Fast-forward quite a few centuries, and you have modern narratives of Irish and Celtic history being created, along with an impulse to create a separate identity from the English (and their associations first with Romans then with French). So, whoever is living in these parts of the British Isles come to identify as "Celtic," not because they actually know they are descended from the original "Celtic people." Even Wikipedia clearly understood this long before this new find supposedly upended all previous theories: there are separate articles for the original Celtic people vs. the modern "Celtic" idea. The latter article clearly notes: "The concept of modern Celtic identity evolved during the course of the 19th-century...."
Yes, there have been many who have tried to posit connections between the ancient Celtic peoples of continental Europe and ancestors of modern Irish, etc. But those theories often had little evidence associated with them. Even linguists often debate how much the so-called insular Celtic languages are related to the actual languages used by the "Celtic peoples" on the continent that the Greeks and Romans actually called "Celtic." (The "insular Celtic languages" are the only ones still spoken today, and the evidence from the morphology of extinct Continental ones is pretty scant, so it's hard to judge the detailed relationships.
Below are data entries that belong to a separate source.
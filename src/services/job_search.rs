use std::sync::Arc;

use color_eyre::Result;
use tracing::debug;

use crate::api::types::{Job, JobSearch, JobSearchResults};
use crate::api::JobServeApi;
use crate::cache::{CacheError, LoadOnce};

/// Job searches, starting from the server's default criteria.
pub struct JobSearchService {
  api: Arc<dyn JobServeApi>,
  defaults: LoadOnce<JobSearch>,
}

impl JobSearchService {
  pub fn new(api: Arc<dyn JobServeApi>) -> Self {
    let defaults_api = api.clone();
    let defaults = LoadOnce::new("search defaults", move || {
      let api = defaults_api.clone();
      async move { api.search_defaults().await }
    });
    Self { api, defaults }
  }

  /// A fresh copy of the default search, safe to modify.
  ///
  /// The defaults are fetched on first use and kept.
  pub async fn create_default_search(&self) -> Result<JobSearch, CacheError> {
    let defaults = self.defaults.get().await?;
    Ok(JobSearch::clone(&defaults))
  }

  /// Run a search. Results are never cached.
  pub async fn search(&self, search: &JobSearch) -> Result<JobSearchResults> {
    let results = self.api.search(search).await?;
    debug!(
      jobs = results.job_count,
      returned = results.jobs.len(),
      "search complete"
    );
    Ok(results)
  }

  pub async fn get_job(&self, id: &str) -> Result<Job> {
    self.api.job(id).await
  }

  pub async fn get_jobs(&self, ids: &[String]) -> Result<Vec<Job>> {
    self.api.jobs(ids).await
  }
}
use std::path::Path;

use color_eyre::{eyre::eyre, Result};
use tracing_appender::non_blocking::WorkerGuard;
use tracing_subscriber::fmt::{self, writer::BoxMakeWriter};
use tracing_subscriber::prelude::*;
use tracing_subscriber::EnvFilter;

use crate::config::LoggingConfig;

/// Install the global subscriber.
///
/// RUST_LOG takes precedence over the configured level. When logging to a
/// file, keep the returned guard alive until exit or buffered lines are lost.
pub fn init(config: &LoggingConfig) -> Result<Option<WorkerGuard>> {
  let filter = EnvFilter::try_from_default_env()
    .or_else(|_| EnvFilter::try_new(&config.level))
    .map_err(|e| eyre!("Invalid log level {}: {}", config.level, e))?;

  let (writer, guard, ansi) = match &config.file {
    Some(path) => {
      let dir = path
        .parent()
        .filter(|p| !p.as_os_str().is_empty())
        .unwrap_or_else(|| Path::new("."));
      let name = path
        .file_name()
        .ok_or_else(|| eyre!("Log file path {} has no file name", path.display()))?;
      let (writer, guard) = tracing_appender::non_blocking(tracing_appender::rolling::never(dir, name));
      (BoxMakeWriter::new(writer), Some(guard), false)
    }
    None => (BoxMakeWriter::new(std::io::stderr), None, true),
  };

  tracing_subscriber::registry()
    .with(
      fmt::layer()
        .with_writer(writer)
        .with_ansi(ansi)
        .with_target(false)
        .compact(),
    )
    .with(filter)
    .try_init()
    .map_err(|e| eyre!("Failed to install logger: {}", e))?;

  Ok(guard)
}
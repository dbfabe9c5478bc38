use std::sync::Arc;

use crate::api::types::{SalaryBands, SalaryFrequency, SalaryMetadata};
use crate::api::JobServeApi;
use crate::cache::{CacheError, ExactMatch, LoadStatus, RemoteCollection, StringKeyed};

/// Salary bands for every country, currency and frequency, plus the
/// frequencies themselves.
///
/// The two collections are fetched independently; looking up a frequency
/// never loads the bands.
pub struct SalaryService {
  bands: RemoteCollection<SalaryMetadata, SalaryBands, ExactMatch>,
  frequencies: StringKeyed<SalaryFrequency>,
}

impl SalaryService {
  pub fn new(api: Arc<dyn JobServeApi>) -> Self {
    let bands_api = api.clone();
    let bands = RemoteCollection::new(
      "salary bands",
      move || {
        let api = bands_api.clone();
        async move { api.salary_bands(None, None, None).await }
      },
      |bands: &SalaryBands| bands.meta.clone(),
    );

    let frequencies = StringKeyed::new(
      "salary frequencies",
      move || {
        let api = api.clone();
        async move { api.salary_frequencies().await }
      },
      |frequency: &SalaryFrequency| frequency.id.clone(),
    );

    Self { bands, frequencies }
  }

  pub fn status(&self) -> LoadStatus {
    self.bands.status()
  }

  /// Every set of bands, in the order the service returned them.
  pub async fn underlying_collection(&self) -> Result<Arc<Vec<Option<SalaryBands>>>, CacheError> {
    self.bands.underlying_collection().await
  }

  /// Bands matching whichever of country, currency and frequency are given.
  ///
  /// Blank arguments count as not given; with none given every set of
  /// bands is returned.
  pub async fn get_salary_bands(
    &self,
    country: Option<&str>,
    currency: Option<&str>,
    frequency: Option<&str>,
  ) -> Result<Vec<Option<SalaryBands>>, CacheError> {
    let filter = SalaryMetadata::filter(country, currency, frequency);
    self.bands.get_matching(&filter).await
  }

  /// The single set of bands for an exact country, currency and frequency.
  pub async fn get_salary_band(&self, meta: &SalaryMetadata) -> Result<Option<SalaryBands>, CacheError> {
    self.bands.get_item(meta).await
  }

  pub async fn get_salary_frequencies(
    &self,
    ids: Option<&[String]>,
  ) -> Result<Vec<Option<SalaryFrequency>>, CacheError> {
    self.frequencies.get_items(ids).await
  }

  pub async fn get_salary_frequency(&self, id: &str) -> Result<Option<SalaryFrequency>, CacheError> {
    self.frequencies.get_item(&id.to_string()).await
  }

  /// The frequency a set of bands is quoted in, if it names a known one.
  ///
  /// Bands without a frequency, or with a blank one, give `None`.
  pub async fn frequency_of(&self, bands: &SalaryBands) -> Result<Option<SalaryFrequency>, CacheError> {
    match bands.meta.frequency.as_deref().map(str::trim) {
      Some(id) if !id.is_empty() => self.get_salary_frequency(id).await,
      _ => Ok(None),
    }
  }
}

#[cfg(test)]
mod tests {
  use super::*;
  use crate::api::testing::FakeApi;

  fn metas(bands: &[Option<SalaryBands>]) -> Vec<String> {
    bands
      .iter()
      .flatten()
      .map(|b| {
        format!(
          "{}/{}/{}",
          b.meta.country.as_deref().unwrap_or("-"),
          b.meta.currency.as_deref().unwrap_or("-"),
          b.meta.frequency.as_deref().unwrap_or("-"),
        )
      })
      .collect()
  }

  #[tokio::test]
  async fn test_partial_filters_narrow_the_bands() {
    let api = Arc::new(FakeApi::sample());
    let salaries = SalaryService::new(api.clone());

    let uk = salaries.get_salary_bands(Some("GBR"), None, None).await.unwrap();
    assert_eq!(metas(&uk), vec!["GBR/GBP/A", "GBR/GBP/D", "GBR/EUR/A"]);

    let uk_sterling = salaries
      .get_salary_bands(Some("GBR"), Some("GBP"), None)
      .await
      .unwrap();
    assert_eq!(metas(&uk_sterling), vec!["GBR/GBP/A", "GBR/GBP/D"]);

    let annual = salaries.get_salary_bands(None, None, Some("A")).await.unwrap();
    assert_eq!(metas(&annual), vec!["GBR/GBP/A", "GBR/EUR/A", "AUS/AUD/A"]);

    assert_eq!(api.calls("salary_bands"), 1);
  }

  #[tokio::test]
  async fn test_no_filter_returns_everything() {
    let api = Arc::new(FakeApi::sample());
    let salaries = SalaryService::new(api.clone());

    let all = salaries.get_salary_bands(None, Some(" "), None).await.unwrap();
    let collection = salaries.underlying_collection().await.unwrap();
    assert_eq!(all, *collection);
    assert_eq!(all.len(), 4);
  }

  #[tokio::test]
  async fn test_unmatched_filter_is_empty() {
    let api = Arc::new(FakeApi::sample());
    let salaries = SalaryService::new(api);

    let none = salaries
      .get_salary_bands(Some("USA"), Some("USD"), None)
      .await
      .unwrap();
    assert!(none.is_empty());
  }

  #[tokio::test]
  async fn test_exact_band_lookup() {
    let api = Arc::new(FakeApi::sample());
    let salaries = SalaryService::new(api);

    let meta = SalaryMetadata::filter(Some("AUS"), Some("AUD"), Some("A"));
    let band = salaries.get_salary_band(&meta).await.unwrap().unwrap();
    assert_eq!(band.ranges[0].lower.as_ref().unwrap().value, Some(40000.0));

    let error = salaries
      .get_salary_band(&SalaryMetadata::default())
      .await
      .unwrap_err();
    assert!(matches!(error, CacheError::InvalidKey(_)));
  }

  #[tokio::test]
  async fn test_frequency_of_bands() {
    let api = Arc::new(FakeApi::sample());
    let salaries = SalaryService::new(api.clone());

    let mut bands = salaries.underlying_collection().await.unwrap()[1]
      .clone()
      .unwrap();
    let daily = salaries.frequency_of(&bands).await.unwrap().unwrap();
    assert_eq!(daily.text, "Daily");
    let formatted = daily.format_range(&bands.ranges[0]).unwrap();
    assert_eq!(formatted, "200 - 400 daily");

    bands.meta.frequency = Some("  ".into());
    assert!(salaries.frequency_of(&bands).await.unwrap().is_none());
    bands.meta.frequency = None;
    assert!(salaries.frequency_of(&bands).await.unwrap().is_none());
    assert_eq!(api.calls("salary_frequencies"), 1);
  }

  #[tokio::test]
  async fn test_frequencies_load_independently() {
    let api = Arc::new(FakeApi::sample());
    let salaries = SalaryService::new(api.clone());

    let daily = salaries.get_salary_frequency("d").await.unwrap().unwrap();
    assert_eq!(daily.text, "Daily");
    assert_eq!(salaries.get_salary_frequencies(None).await.unwrap().len(), 2);

    assert_eq!(api.calls("salary_frequencies"), 1);
    assert_eq!(api.calls("salary_bands"), 0);
    assert!(matches!(salaries.status(), LoadStatus::Idle));
  }
}
//! Load-once caches over collections fetched from a remote service.
//!
//! This module is independent of the JobServe API. It provides:
//! - [`LoadOnce`]: single-flight, retry-on-failure memoization of one async load
//! - [`RemoteCollection`]: a collection fetched once, indexed once, then served
//!   by key, in bulk, or by partial composite-key match
//! - Key policies ([`ExactMatch`], [`IgnoreCase`]) and the [`PartialKey`] predicate

mod error;
mod flight;
mod index;
mod layer;
pub mod partial;
mod traits;

pub use error::CacheError;
pub use flight::{LoadOnce, LoadStatus};
pub use index::Index;
pub use layer::{RemoteCollection, StringKeyed};
pub use partial::PartialKey;
pub use traits::{ExactMatch, IgnoreCase, KeyComparer, LookupKey};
Also, it should be noted that if there were any migrations at all of actual Celtic continental peoples to the British Isles during historical times, any commonalities could be due to such contact, even if there was a pre-existing culture and language already in Ireland.)
Anyhow, there's lots to all of this -- but the point is that there are at least three different meanings to the word "Celtic": (1) the actual group of people the Romans and Greeks referred to in Continental Europe, whom the Romans and Greeks viewed as distinct from the Britons, (2) the modern "Celtic" languages, which mostly seem more related to each other (and confined to the islands) than to other extinct ancient languages, and (3) the modern concept of "Celtic" culture, which tends to be associated with Ireland and neighboring regions.